From: kare@sirius.com (Jordin Kare)
Newsgroups: sci.space.tech
Subject: Re: explosive rocket
Date: Tue, 03 Feb 1998 18:52:26 -0700

In article <higgins-2001980037440001@132.206.200.31>,
higgins@me.mecheng.mcgill.ca (Andrew Higgins) wrote:

> guff12345@aol.com (Guff12345) wrote:
> >
> > If you built a column of explosive, placing the cargo at the top, and then
> > ignited the bottom what would happen?

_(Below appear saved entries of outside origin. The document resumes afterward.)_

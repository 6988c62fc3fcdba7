// SPDX-License-Identifier: BUSL-1.1
// Copyright (c) 2026 Alfred Jean LLC

//! High-level configuration management
//!
//! The manager composes the journal, the snapshot store and an optional
//! signer into the public mutation and query surface. Writes per id are
//! totally ordered by the cache write lock, which is held across the whole
//! mutation including the cache update. The cache itself is a hot-path
//! accelerator only; reconstruction and direct version loads bypass it.

use serde::Serialize;
use std::collections::{HashMap, HashSet};
use std::sync::Arc;
use std::time::Duration;
use thiserror::Error;
use tokio::sync::{mpsc, RwLock};
use tokio_util::sync::CancellationToken;
use viracochan_core::{ChainError, Clock, Config, SystemClock};
use viracochan_signing::{SignError, Signer};
use viracochan_storage::journal::{self, Journal, JournalEntry, JournalError};
use viracochan_storage::{ConfigStore, Storage, StoreError};

/// Errors from manager operations
#[derive(Debug, Error)]
pub enum ManagerError {
    #[error("no signer configured")]
    NoSigner,
    #[error("content encode error: {0}")]
    Content(#[from] serde_json::Error),
    #[error(transparent)]
    Chain(#[from] ChainError),
    #[error(transparent)]
    Journal(#[from] JournalError),
    #[error(transparent)]
    Store(#[from] StoreError),
    #[error(transparent)]
    Sign(#[from] SignError),
}

/// Construction options for [`Manager`].
#[derive(Debug, Clone)]
pub struct ManagerOptions {
    /// Journal key within the storage backend
    pub journal_path: String,
    /// Snapshot key prefix
    pub snapshot_prefix: String,
}

impl Default for ManagerOptions {
    fn default() -> Self {
        Self {
            journal_path: "journal.jsonl".to_string(),
            snapshot_prefix: "configs".to_string(),
        }
    }
}

/// Configuration manager over a storage backend.
#[derive(Clone)]
pub struct Manager<C: Clock = SystemClock> {
    journal: Journal,
    snapshots: ConfigStore,
    signer: Option<Signer>,
    clock: C,
    cache: Arc<RwLock<HashMap<String, Config>>>,
}

impl Manager<SystemClock> {
    pub fn new(storage: Arc<dyn Storage>) -> Self {
        Self::with_options(storage, ManagerOptions::default())
    }

    pub fn with_options(storage: Arc<dyn Storage>, options: ManagerOptions) -> Self {
        Self {
            journal: Journal::new(Arc::clone(&storage), options.journal_path),
            snapshots: ConfigStore::new(storage, options.snapshot_prefix),
            signer: None,
            clock: SystemClock,
            cache: Arc::new(RwLock::new(HashMap::new())),
        }
    }
}

impl<C: Clock> Manager<C> {
    /// Sign every new version with `signer`.
    pub fn with_signer(mut self, signer: Signer) -> Self {
        self.signer = Some(signer);
        self
    }

    /// Replace the clock (testing).
    pub fn with_clock<C2: Clock>(self, clock: C2) -> Manager<C2> {
        Manager {
            journal: self.journal,
            snapshots: self.snapshots,
            signer: self.signer,
            clock,
            cache: self.cache,
        }
    }

    /// Create version 1 of a new configuration.
    ///
    /// A duplicate create for an existing id is not rejected here; it
    /// produces a second version-1 entry that surfaces as `MultipleHeads`
    /// at resequence time.
    pub async fn create<T: Serialize + ?Sized>(
        &self,
        id: &str,
        content: &T,
    ) -> Result<Config, ManagerError> {
        let mut cache = self.cache.write().await;

        let mut cfg = Config::new(content)?;
        cfg.update_meta(self.clock.now())?;
        self.sign(&mut cfg)?;
        self.persist(&mut cache, id, "create", cfg).await
    }

    /// Append a new version on top of the current latest.
    pub async fn update<T: Serialize + ?Sized>(
        &self,
        id: &str,
        content: &T,
    ) -> Result<Config, ManagerError> {
        let mut cache = self.cache.write().await;

        let current = self.latest_locked(&mut cache, id).await?;
        let mut cfg = Config {
            meta: current.meta,
            content: serde_json::value::to_raw_value(content)?,
        };
        cfg.update_meta(self.clock.now())?;
        self.sign(&mut cfg)?;
        self.persist(&mut cache, id, "update", cfg).await
    }

    /// Load one specific version, bypassing the cache.
    pub async fn get(&self, id: &str, version: u64) -> Result<Config, ManagerError> {
        Ok(self.snapshots.load(id, version).await?)
    }

    /// Latest config for `id`: cache hit, or journal reconstruction.
    pub async fn get_latest(&self, id: &str) -> Result<Config, ManagerError> {
        {
            let cache = self.cache.read().await;
            if let Some(cfg) = cache.get(id) {
                return Ok(cfg.clone());
            }
        }
        let cfg = self.journal.reconstruct(id, &self.snapshots).await?;
        self.cache.write().await.insert(id.to_string(), cfg.clone());
        Ok(cfg)
    }

    /// All loadable snapshots for `id`, ascending by version.
    ///
    /// Best-effort: snapshots that fail to load are skipped so a partial
    /// history stays queryable.
    pub async fn get_history(&self, id: &str) -> Result<Vec<Config>, ManagerError> {
        let mut versions = self.snapshots.list_versions(id).await?;
        versions.sort_unstable();

        let mut configs = Vec::with_capacity(versions.len());
        for version in versions {
            match self.snapshots.load(id, version).await {
                Ok(cfg) => configs.push(cfg),
                Err(e) => {
                    tracing::warn!(%id, version, error = %e, "skipping unloadable snapshot")
                }
            }
        }
        Ok(configs)
    }

    /// Resequence and validate the journal chain for `id`.
    ///
    /// An empty journal is valid.
    pub async fn validate_chain(&self, id: &str) -> Result<(), ManagerError> {
        let entries = self.journal.entries_for(id).await?;
        if entries.is_empty() {
            return Ok(());
        }
        let ordered = journal::resequence(&entries)?;
        journal::validate_chain(&ordered)?;
        Ok(())
    }

    /// Force reconstruction from the journal, refreshing the cache.
    pub async fn reconstruct(&self, id: &str) -> Result<Config, ManagerError> {
        let mut cache = self.cache.write().await;
        let cfg = self.journal.reconstruct(id, &self.snapshots).await?;
        cache.insert(id.to_string(), cfg.clone());
        Ok(cfg)
    }

    /// Serialize the latest config in transport form.
    pub async fn export(&self, id: &str) -> Result<Vec<u8>, ManagerError> {
        let cfg = self.get_latest(id).await?;
        Ok(serde_json::to_vec_pretty(&cfg)?)
    }

    /// Import a transport-form config under `id`, preserving its meta
    /// verbatim; versions do not renumber. A version collision overwrites
    /// the snapshot and leaves a duplicate journal entry, detectable as a
    /// fork later.
    pub async fn import(&self, id: &str, data: &[u8]) -> Result<Config, ManagerError> {
        let mut cache = self.cache.write().await;

        let cfg: Config = serde_json::from_slice(data)?;
        cfg.validate()?;
        self.persist(&mut cache, id, "import", cfg).await
    }

    /// Extend the chain with the content of an earlier version.
    ///
    /// The target's content is carried forward under a fresh version on top
    /// of the current latest; no history is rewritten.
    pub async fn rollback(&self, id: &str, target_version: u64) -> Result<Config, ManagerError> {
        let mut cache = self.cache.write().await;

        let target = self.snapshots.load(id, target_version).await?;
        let latest = self.latest_locked(&mut cache, id).await?;

        let mut cfg = Config {
            meta: latest.meta,
            content: target.content,
        };
        cfg.update_meta(self.clock.now())?;
        self.sign(&mut cfg)?;
        self.persist(&mut cache, id, &format!("rollback_to_v{target_version}"), cfg)
            .await
    }

    /// Unique configuration ids, in first-seen journal order.
    pub async fn list(&self) -> Result<Vec<String>, ManagerError> {
        let entries = self.journal.read_all().await?;
        let mut seen = HashSet::new();
        let mut ids = Vec::new();
        for entry in entries {
            if seen.insert(entry.id.clone()) {
                ids.push(entry.id);
            }
        }
        Ok(ids)
    }

    /// Compact the journal.
    pub async fn compact(&self) -> Result<(), ManagerError> {
        let _cache = self.cache.write().await;
        self.journal.compact().await?;
        Ok(())
    }

    /// Verify a config's signature.
    pub fn verify(&self, cfg: &Config, public_key: &str) -> Result<(), ManagerError> {
        let signer = self.signer.as_ref().ok_or(ManagerError::NoSigner)?;
        signer.verify(cfg, public_key)?;
        Ok(())
    }

    /// Poll for new versions of `id` every `interval`.
    ///
    /// The state at subscription time is captured and suppressed; only
    /// strictly newer versions are emitted. Transient poll errors skip the
    /// tick. Cancelling the token (or dropping the receiver) stops the
    /// background task and closes the channel.
    pub async fn watch(
        &self,
        id: &str,
        interval: Duration,
        cancel: CancellationToken,
    ) -> mpsc::Receiver<Config> {
        let (tx, rx) = mpsc::channel(1);
        let initial_version = match self.get_latest(id).await {
            Ok(cfg) => cfg.meta.version,
            Err(_) => 0,
        };

        let manager = self.clone();
        let id = id.to_string();
        tokio::spawn(async move {
            let mut last_version = initial_version;
            let mut ticker = tokio::time::interval(interval);
            ticker.set_missed_tick_behavior(tokio::time::MissedTickBehavior::Skip);
            // the first interval tick completes immediately; swallow it so
            // polling starts one interval after subscription
            ticker.tick().await;

            loop {
                tokio::select! {
                    _ = cancel.cancelled() => break,
                    _ = ticker.tick() => {
                        let cfg = match manager.get_latest(&id).await {
                            Ok(cfg) => cfg,
                            Err(e) => {
                                tracing::debug!(%id, error = %e, "watch poll failed");
                                continue;
                            }
                        };
                        if cfg.meta.version > last_version {
                            last_version = cfg.meta.version;
                            tokio::select! {
                                _ = cancel.cancelled() => break,
                                sent = tx.send(cfg) => {
                                    if sent.is_err() {
                                        break;
                                    }
                                }
                            }
                        }
                    }
                }
            }
        });
        rx
    }

    fn sign(&self, cfg: &mut Config) -> Result<(), ManagerError> {
        if let Some(signer) = &self.signer {
            signer.sign(cfg)?;
        }
        Ok(())
    }

    async fn latest_locked(
        &self,
        cache: &mut HashMap<String, Config>,
        id: &str,
    ) -> Result<Config, ManagerError> {
        if let Some(cfg) = cache.get(id) {
            return Ok(cfg.clone());
        }
        let cfg = self.journal.reconstruct(id, &self.snapshots).await?;
        cache.insert(id.to_string(), cfg.clone());
        Ok(cfg)
    }

    async fn persist(
        &self,
        cache: &mut HashMap<String, Config>,
        id: &str,
        operation: &str,
        cfg: Config,
    ) -> Result<Config, ManagerError> {
        self.snapshots.save(id, &cfg).await?;
        self.journal
            .append(&JournalEntry::for_config(id, operation, &cfg))
            .await?;
        cache.insert(id.to_string(), cfg.clone());
        Ok(cfg)
    }
}

#[cfg(test)]
#[path = "manager_tests.rs"]
mod tests;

> A *real* rough estimate:
>
> If you put light plate on one end of a block of explosive and initiate the
> other end, the highest speed the plate can reach is the same as the speed
> which the detonation products expand into the surroundings.  This is about
> 4 or 5 km/s.  So, that is the highest velocity your plate can achieve, but
> it will be obtained impulsively, at the instant the detonation reaches the
> plate.  Probably not what you had in mind, since any cargo will be
> destroyed (even solid metals).

This arrangement is routinely used in some types of materials research;
it's called a "flyer plate", and your figures for velocity are typical.
The usual application is to accelerate a flat slab of material to high
velocity, then let it slam into another flat slab of the same or different
material, generating extremely high pressures and temperatures at the
collision plane.  Measurements of the temperature and compression
(density) give "equation of state" data for high temperatures and
pressures.

There are ways to get higher velocities with conventional explosives.  One
is a multistage flyer plate, in which a heavy flyer plate accelerates a
lighter one through an intermediate compressible medium (think of a
bowling ball with velocity v hitting a stationary pingpong ball, which
accelerates to 2*v).  Another is a shaped charge, which can generate a jet
of metal with a velocity well over 10 km/s.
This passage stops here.